> [Exercise details]: Please write out each entry below exactly as it appears.

━━ Provided records ━━

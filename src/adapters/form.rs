//! Form submission adapter.

use crate::adapters::error::{FetchError, WorkflowError};
use crate::adapters::loading::error_payload;
use crate::adapters::notify::{Notice, Notifier, SilentNotifier};
use crate::adapters::Fetch;
use crate::core::{context_of, Context};
use crate::engine::{Machine, MachineOptions};
use crate::validation::{FieldViolation, FormRules};
use crate::workflows::{form_machine, FormEvent, FormState};
use serde_json::{json, Value};
use std::sync::Arc;
use stillwater::effect::Effect;
use tracing::{debug, info, warn};

fn errors_payload(violations: &[FieldViolation]) -> Context {
    let errors: Vec<Value> = violations.iter().map(FieldViolation::to_value).collect();
    context_of(json!({ "errors": errors, "error": Value::Null }))
}

fn cleared() -> Context {
    context_of(json!({ "errors": [], "error": Value::Null }))
}

/// Submits a form through a form machine, validating it first when rules
/// are attached.
///
/// Violations are written to the machine context under `"errors"`; a
/// failed submit stores its message under `"error"`.
pub struct FormSubmission<F> {
    machine: Machine<FormState, FormEvent>,
    rules: Option<FormRules<F>>,
    notifier: Arc<dyn Notifier>,
}

impl<F> FormSubmission<F> {
    pub fn new(options: MachineOptions) -> Self {
        Self {
            machine: form_machine(options),
            rules: None,
            notifier: Arc::new(SilentNotifier),
        }
    }

    pub fn with_rules(mut self, rules: FormRules<F>) -> Self {
        self.rules = Some(rules);
        self
    }

    pub fn with_notifier(mut self, notifier: Arc<dyn Notifier>) -> Self {
        self.notifier = notifier;
        self
    }

    pub fn machine(&self) -> &Machine<FormState, FormEvent> {
        &self.machine
    }

    pub fn state(&self) -> &FormState {
        self.machine.state()
    }

    /// Violations from the last validation.
    pub fn violations(&self) -> Vec<FieldViolation> {
        self.machine
            .context()
            .get("errors")
            .cloned()
            .and_then(|errors| serde_json::from_value(errors).ok())
            .unwrap_or_default()
    }

    pub fn error(&self) -> Option<&str> {
        self.machine.context().get("error").and_then(Value::as_str)
    }

    fn check(&self, form: &F) -> Vec<FieldViolation> {
        self.rules
            .as_ref()
            .map(|rules| rules.violations(form))
            .unwrap_or_default()
    }

    /// Run the attached rules through `Validating`.
    ///
    /// Only valid from `Idle`. On success the machine moves on to
    /// `Submitting`; on failure it settles in `Error`.
    pub fn validate(&mut self, form: &F) -> Result<(), WorkflowError> {
        self.machine.try_send(FormEvent::Validate, None)?;

        let violations = self.check(form);
        if violations.is_empty() {
            self.machine
                .try_send(FormEvent::ValidationSuccess, Some(cleared()))?;
            debug!(machine = %self.machine.label(), "form valid");
            return Ok(());
        }

        self.machine
            .try_send(FormEvent::ValidationError, Some(errors_payload(&violations)))?;
        self.invalid(violations)
    }

    fn invalid(&self, violations: Vec<FieldViolation>) -> Result<(), WorkflowError> {
        debug!(machine = %self.machine.label(), count = violations.len(), "form invalid");
        self.notifier.notify(Notice::warning(format!(
            "please correct {} field(s)",
            violations.len()
        )));
        Err(WorkflowError::Invalid(violations))
    }

    /// Move the machine into `Submitting`. Call before issuing the request.
    pub fn begin_submit(&mut self, form: &F) -> Result<(), WorkflowError> {
        match *self.machine.state() {
            FormState::Idle if self.rules.is_some() => self.validate(form),
            FormState::Idle => Ok(self.machine.try_send(FormEvent::Submit, Some(cleared()))?),
            FormState::Success | FormState::Error => {
                // Resubmission checks the rules without leaving the settled state.
                let violations = self.check(form);
                if !violations.is_empty() {
                    self.machine.merge_context(errors_payload(&violations));
                    return self.invalid(violations);
                }

                let event = if *self.machine.state() == FormState::Error {
                    FormEvent::Retry
                } else {
                    FormEvent::Submit
                };
                Ok(self.machine.try_send(event, Some(cleared()))?)
            }
            FormState::Validating | FormState::Submitting => {
                Err(WorkflowError::Busy("form submission"))
            }
        }
    }

    /// Settle the submission with the request's outcome.
    pub fn finish_submit<T>(&mut self, outcome: Result<T, FetchError>) -> Result<T, WorkflowError> {
        match outcome {
            Ok(response) => {
                self.machine.try_send(FormEvent::SubmitSuccess, None)?;
                info!(machine = %self.machine.label(), "form submitted");
                Ok(response)
            }
            Err(error) => {
                self.machine
                    .try_send(FormEvent::SubmitError, Some(error_payload(&error)))?;
                warn!(machine = %self.machine.label(), %error, "form submission failed");
                self.notifier.notify(Notice::error(error.to_string()));
                Err(error.into())
            }
        }
    }

    pub async fn submit<Env, T>(
        &mut self,
        env: &Env,
        form: &F,
        request: Fetch<T, Env>,
    ) -> Result<T, WorkflowError>
    where
        T: Send + 'static,
        Env: Clone + Send + Sync + 'static,
    {
        self.begin_submit(form)?;
        let outcome = request.run(env).await;
        self.finish_submit(outcome)
    }

    /// Back to `Idle` from a settled submission, dropping stale errors.
    pub fn reset(&mut self) -> bool {
        self.machine.send_with(FormEvent::Reset, cleared())
    }
}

━━━

> [Your solution]:
filename src/adapters/form.rs
//! Form submission adapter.

use crate::adapters::error::{FetchError, WorkflowError};
use crate::adapters::loading::error_payload;
use crate::adapters::notify::{Notice, Notifier, SilentNotifier};
use crate::adapters::Fetch;
use crate::core::{context_of, Context};
use crate::engine::{Machine, MachineOptions};
use crate::validation::{FieldViolation, FormRules};
use crate::workflows::{form_machine, FormEvent, FormState};
use serde_json::{json, Value};
use std::sync::Arc;
use stillwater::effect::Effect;
use tracing::{debug, info, warn};

fn errors_payload(violations: &[FieldViolation]) -> Context {
    let errors: Vec<Value> = violations.iter().map(FieldViolation::to_value).collect();
    context_of(json!({ "errors": errors, "error": Value::Null }))
}

fn cleared() -> Context {
    context_of(json!({ "errors": [], "error": Value::Null }))
}

/// Submits a form through a form machine, validating it first when rules
/// are attached.
///
/// Violations are written to the machine context under `"errors"`; a
/// failed submit stores its message under `"error"`.
pub struct FormSubmission<F> {
    machine: Machine<FormState, FormEvent>,
    rules: Option<FormRules<F>>,
    notifier: Arc<dyn Notifier>,
}

impl<F> FormSubmission<F> {
    pub fn new(options: MachineOptions) -> Self {
        Self {
            machine: form_machine(options),
            rules: None,
            notifier: Arc::new(SilentNotifier),
        }
    }

    pub fn with_rules(mut self, rules: FormRules<F>) -> Self {
        self.rules = Some(rules);
        self
    }

    pub fn with_notifier(mut self, notifier: Arc<dyn Notifier>) -> Self {
        self.notifier = notifier;
        self
    }

    pub fn machine(&self) -> &Machine<FormState, FormEvent> {
        &self.machine
    }

    pub fn state(&self) -> &FormState {
        self.machine.state()
    }

    /// Violations from the last validation.
    pub fn violations(&self) -> Vec<FieldViolation> {
        self.machine
            .context()
            .get("errors")
            .cloned()
            .and_then(|errors| serde_json::from_value(errors).ok())
            .unwrap_or_default()
    }

    pub fn error(&self) -> Option<&str> {
        self.machine.context().get("error").and_then(Value::as_str)
    }

    fn check(&self, form: &F) -> Vec<FieldViolation> {
        self.rules
            .as_ref()
            .map(|rules| rules.violations(form))
            .unwrap_or_default()
    }

    /// Run the attached rules through `Validating`.
    ///
    /// Only valid from `Idle`. On success the machine moves on to
    /// `Submitting`; on failure it settles in `Error`.
    pub fn validate(&mut self, form: &F) -> Result<(), WorkflowError> {
        self.machine.try_send(FormEvent::Validate, None)?;

        let violations = self.check(form);
        if violations.is_empty() {
            self.machine
                .try_send(FormEvent::ValidationSuccess, Some(cleared()))?;
            debug!(machine = %self.machine.label(), "form valid");
            return Ok(());
        }

        self.machine
            .try_send(FormEvent::ValidationError, Some(errors_payload(&violations)))?;
        self.invalid(violations)
    }

    fn invalid(&self, violations: Vec<FieldViolation>) -> Result<(), WorkflowError> {
        debug!(machine = %self.machine.label(), count = violations.len(), "form invalid");
        self.notifier.notify(Notice::warning(format!(
            "please correct {} field(s)",
            violations.len()
        )));
        Err(WorkflowError::Invalid(violations))
    }

    /// Move the machine into `Submitting`. Call before issuing the request.
    pub fn begin_submit(&mut self, form: &F) -> Result<(), WorkflowError> {
        match *self.machine.state() {
            FormState::Idle if self.rules.is_some() => self.validate(form),
            FormState::Idle => Ok(self.machine.try_send(FormEvent::Submit, Some(cleared()))?),
            FormState::Success | FormState::Error => {
                // Resubmission checks the rules without leaving the settled state.
                let violations = self.check(form);
                if !violations.is_empty() {
                    self.machine.merge_context(errors_payload(&violations));
                    return self.invalid(violations);
                }

                let event = if *self.machine.state() == FormState::Error {
                    FormEvent::Retry
                } else {
                    FormEvent::Submit
                };
                Ok(self.machine.try_send(event, Some(cleared()))?)
            }
            FormState::Validating | FormState::Submitting => {
                Err(WorkflowError::Busy("form submission"))
            }
        }
    }

    /// Settle the submission with the request's outcome.
    pub fn finish_submit<T>(&mut self, outcome: Result<T, FetchError>) -> Result<T, WorkflowError> {
        match outcome {
            Ok(response) => {
                self.machine.try_send(FormEvent::SubmitSuccess, None)?;
                info!(machine = %self.machine.label(), "form submitted");
                Ok(response)
            }
            Err(error) => {
                self.machine
                    .try_send(FormEvent::SubmitError, Some(error_payload(&error)))?;
                warn!(machine = %self.machine.label(), %error, "form submission failed");
                self.notifier.notify(Notice::error(error.to_string()));
                Err(error.into())
            }
        }
    }

    pub async fn submit<Env, T>(
        &mut self,
        env: &Env,
        form: &F,
        request: Fetch<T, Env>,
    ) -> Result<T, WorkflowError>
    where
        T: Send + 'static,
        Env: Clone + Send + Sync + 'static,
    {
        self.begin_submit(form)?;
        let outcome = request.run(env).await;
        self.finish_submit(outcome)
    }

    /// Back to `Idle` from a settled submission, dropping stale errors.
    pub fn reset(&mut self) -> bool {
        self.machine.send_with(FormEvent::Reset, cleared())
    }
}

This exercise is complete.